#### Source data
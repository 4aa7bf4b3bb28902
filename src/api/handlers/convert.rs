use super::{ConversionForm, ErrorResponse, RouteSpec, collect_form};
use crate::AppState;
use crate::api::error::AppError;
use crate::config::{MAX_IMAGE_FILES, MAX_MERGE_FILES, MIN_MERGE_FILES};
use crate::models::{ConversionJob, ConvertedArtifact, TargetFormat, Upload};
use crate::services::cleanup::RequestFiles;
use crate::services::converters::{ConversionError, ConverterAdapter};
use crate::services::delivery;
use crate::utils::validation::FileCategory;
use axum::extract::multipart::MultipartRejection;
use axum::extract::{Multipart, State};
use axum::response::Response;
use tracing::info;
use utoipa::ToSchema;
use uuid::Uuid;

const PDF_TO_WORD: RouteSpec = RouteSpec {
    category: FileCategory::Pdf,
    max_files: 1,
    too_many: "Only one PDF can be converted per request",
    numbered_errors: false,
    error_context: "Conversion error",
};

const WORD_TO_PDF: RouteSpec = RouteSpec {
    category: FileCategory::Word,
    max_files: 1,
    too_many: "Only one document can be converted per request",
    numbered_errors: false,
    error_context: "Conversion error",
};

const MERGE_PDF: RouteSpec = RouteSpec {
    category: FileCategory::Pdf,
    max_files: MAX_MERGE_FILES,
    too_many: "Maximum 10 PDF files allowed for merging",
    numbered_errors: false,
    error_context: "Merge error",
};

const IMAGE_TO_PDF: RouteSpec = RouteSpec {
    category: FileCategory::Image,
    max_files: MAX_IMAGE_FILES,
    too_many: "Maximum 20 images allowed",
    numbered_errors: true,
    error_context: "Image conversion error",
};

/// Multipart body of the single-file routes
#[derive(ToSchema)]
#[allow(dead_code)]
pub struct SingleFileForm {
    #[schema(value_type = String, format = Binary)]
    file: Vec<u8>,
}

/// Multipart body of the batch routes: `file_count` then `file_0` … `file_<n-1>`
#[derive(ToSchema)]
#[allow(dead_code)]
pub struct BatchFileForm {
    file_count: u32,
    #[schema(value_type = String, format = Binary)]
    file_0: Vec<u8>,
    #[schema(value_type = String, format = Binary)]
    file_1: Vec<u8>,
}

#[utoipa::path(
    post,
    path = "/convert/pdf-to-word",
    request_body(content = SingleFileForm, content_type = "multipart/form-data"),
    responses(
        (status = 200, description = "Converted .docx attachment"),
        (status = 400, description = "Missing or invalid upload", body = ErrorResponse),
        (status = 413, description = "File too large", body = ErrorResponse),
        (status = 500, description = "Conversion failed", body = ErrorResponse)
    ),
    tag = "convert"
)]
pub async fn pdf_to_word(
    State(state): State<AppState>,
    multipart: Result<Multipart, MultipartRejection>,
) -> Result<Response, AppError> {
    info!("=== PDF to Word Conversion Request ===");
    let mut files = RequestFiles::new();
    let result = pdf_to_word_artifact(&state, multipart, &mut files).await;
    respond(&state, result, files).await
}

async fn pdf_to_word_artifact(
    state: &AppState,
    multipart: Result<Multipart, MultipartRejection>,
    files: &mut RequestFiles,
) -> Result<ConvertedArtifact, AppError> {
    let mut form = collect_form(&state.staging, multipart, &PDF_TO_WORD, files).await?;
    let upload = single_upload(&mut form)?;

    let output = state
        .config
        .output_dir
        .join(upload.output_name(TargetFormat::Docx));
    let job = ConversionJob::single(&upload.path, TargetFormat::Docx, output);

    run_job(
        state.converters.pdf_to_word.as_ref(),
        &job,
        &PDF_TO_WORD,
        upload.download_name(TargetFormat::Docx),
        files,
    )
    .await
}

#[utoipa::path(
    post,
    path = "/convert/word-to-pdf",
    request_body(content = SingleFileForm, content_type = "multipart/form-data"),
    responses(
        (status = 200, description = "Converted PDF attachment"),
        (status = 400, description = "Missing or invalid upload", body = ErrorResponse),
        (status = 413, description = "File too large", body = ErrorResponse),
        (status = 500, description = "Conversion failed", body = ErrorResponse)
    ),
    tag = "convert"
)]
pub async fn word_to_pdf(
    State(state): State<AppState>,
    multipart: Result<Multipart, MultipartRejection>,
) -> Result<Response, AppError> {
    info!("=== Word to PDF Conversion Request ===");
    let mut files = RequestFiles::new();
    let result = word_to_pdf_artifact(&state, multipart, &mut files).await;
    respond(&state, result, files).await
}

async fn word_to_pdf_artifact(
    state: &AppState,
    multipart: Result<Multipart, MultipartRejection>,
    files: &mut RequestFiles,
) -> Result<ConvertedArtifact, AppError> {
    let mut form = collect_form(&state.staging, multipart, &WORD_TO_PDF, files).await?;
    let upload = single_upload(&mut form)?;

    // The office suite names its output after the input stem
    let output = state
        .config
        .output_dir
        .join(upload.output_name(TargetFormat::Pdf));
    let job = ConversionJob::single(&upload.path, TargetFormat::Pdf, output);

    run_job(
        state.converters.office.as_ref(),
        &job,
        &WORD_TO_PDF,
        upload.download_name(TargetFormat::Pdf),
        files,
    )
    .await
}

#[utoipa::path(
    post,
    path = "/convert/merge-pdf",
    request_body(content = BatchFileForm, content_type = "multipart/form-data"),
    responses(
        (status = 200, description = "merged_document.pdf attachment"),
        (status = 400, description = "Wrong file count or invalid upload", body = ErrorResponse),
        (status = 413, description = "File too large", body = ErrorResponse),
        (status = 500, description = "Merge failed", body = ErrorResponse)
    ),
    tag = "convert"
)]
pub async fn merge_pdf(
    State(state): State<AppState>,
    multipart: Result<Multipart, MultipartRejection>,
) -> Result<Response, AppError> {
    info!("=== PDF Merge Request ===");
    let mut files = RequestFiles::new();
    let result = merge_pdf_artifact(&state, multipart, &mut files).await;
    respond(&state, result, files).await
}

async fn merge_pdf_artifact(
    state: &AppState,
    multipart: Result<Multipart, MultipartRejection>,
    files: &mut RequestFiles,
) -> Result<ConvertedArtifact, AppError> {
    let mut form = collect_form(&state.staging, multipart, &MERGE_PDF, files).await?;

    let file_count = form.file_count()?;
    if file_count < MIN_MERGE_FILES {
        return Err(AppError::Validation(
            "At least 2 PDF files are required for merging".to_string(),
        ));
    }
    if file_count > MAX_MERGE_FILES {
        return Err(AppError::Validation(MERGE_PDF.too_many.to_string()));
    }

    let mut inputs = Vec::with_capacity(file_count);
    for i in 0..file_count {
        let upload = form
            .take_upload(&format!("file_{}", i))
            .ok_or_else(|| AppError::Validation(format!("Missing file {}", i + 1)))?;
        inputs.push(upload.path);
    }
    info!("Merging {} PDF files", inputs.len());

    let output = state
        .config
        .output_dir
        .join(format!("merged_{}.pdf", Uuid::new_v4()));
    let job = ConversionJob::new(inputs, TargetFormat::Pdf, output);

    run_job(
        state.converters.merge.as_ref(),
        &job,
        &MERGE_PDF,
        "merged_document.pdf".to_string(),
        files,
    )
    .await
}

#[utoipa::path(
    post,
    path = "/convert/image-to-pdf",
    request_body(content = BatchFileForm, content_type = "multipart/form-data",
        description = "Either a single `file` part, or `file_count` with `file_0` … `file_<n-1>`"),
    responses(
        (status = 200, description = "PDF attachment with one page per image"),
        (status = 400, description = "Wrong file count or invalid upload", body = ErrorResponse),
        (status = 413, description = "File too large", body = ErrorResponse),
        (status = 500, description = "No image could be converted", body = ErrorResponse)
    ),
    tag = "convert"
)]
pub async fn image_to_pdf(
    State(state): State<AppState>,
    multipart: Result<Multipart, MultipartRejection>,
) -> Result<Response, AppError> {
    info!("=== Image to PDF Conversion Request ===");
    let mut files = RequestFiles::new();
    let result = image_to_pdf_artifact(&state, multipart, &mut files).await;
    respond(&state, result, files).await
}

async fn image_to_pdf_artifact(
    state: &AppState,
    multipart: Result<Multipart, MultipartRejection>,
    files: &mut RequestFiles,
) -> Result<ConvertedArtifact, AppError> {
    let mut form = collect_form(&state.staging, multipart, &IMAGE_TO_PDF, files).await?;

    let images: Vec<Upload> = match form.take_upload("file") {
        Some(upload) => vec![upload],
        None => {
            let file_count = form.file_count()?;
            if file_count == 0 {
                return Err(AppError::Validation("No files uploaded".to_string()));
            }
            if file_count > MAX_IMAGE_FILES {
                return Err(AppError::Validation(IMAGE_TO_PDF.too_many.to_string()));
            }
            (0..file_count)
                .filter_map(|i| form.take_upload(&format!("file_{}", i)))
                .collect()
        }
    };
    if images.is_empty() {
        return Err(AppError::Validation("No files uploaded".to_string()));
    }
    info!("Converting {} images to PDF", images.len());

    let download_name = match images.as_slice() {
        [only] => only.download_name(TargetFormat::Pdf),
        _ => "images_combined.pdf".to_string(),
    };
    let output = state
        .config
        .output_dir
        .join(format!("images_{}.pdf", Uuid::new_v4()));
    let inputs = images.into_iter().map(|upload| upload.path).collect();
    let job = ConversionJob::new(inputs, TargetFormat::Pdf, output);

    run_job(
        state.converters.images.as_ref(),
        &job,
        &IMAGE_TO_PDF,
        download_name,
        files,
    )
    .await
}

fn single_upload(form: &mut ConversionForm) -> Result<Upload, AppError> {
    form.take_upload("file")
        .ok_or_else(|| AppError::Validation("No file uploaded".to_string()))
}

/// Run `job` through `adapter` and describe the artifact it produced
async fn run_job(
    adapter: &dyn ConverterAdapter,
    job: &ConversionJob,
    spec: &RouteSpec,
    download_name: String,
    files: &mut RequestFiles,
) -> Result<ConvertedArtifact, AppError> {
    // Tracked up front so a half-written output is cleaned up too
    files.track(&job.output);

    info!("Running {} adapter", adapter.name());
    let produced = adapter
        .convert(job)
        .await
        .map_err(|e| AppError::conversion(spec.error_context, e))?;
    files.track(&produced);

    let size = match tokio::fs::metadata(&produced).await {
        Ok(metadata) => metadata.len(),
        Err(_) => {
            return Err(AppError::conversion(
                spec.error_context,
                ConversionError::MissingOutput(produced),
            ));
        }
    };
    if size == 0 {
        return Err(AppError::conversion(
            spec.error_context,
            ConversionError::OutputTooSmall { size, min: 1 },
        ));
    }

    Ok(ConvertedArtifact {
        path: produced,
        download_name,
        content_type: job.target.content_type(),
        size,
    })
}

/// Hand a successful artifact to delivery, or purge the request's files
async fn respond(
    state: &AppState,
    result: Result<ConvertedArtifact, AppError>,
    files: RequestFiles,
) -> Result<Response, AppError> {
    match result {
        Ok(artifact) => delivery::attachment(artifact, files, state.config.cleanup_grace()).await,
        Err(e) => {
            files.purge().await;
            Err(e)
        }
    }
}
########
• [Exercise prompt]: In the entries above, how many lines contain the word "crate"? Answer with the number only.

• [Solution to the problem]: 8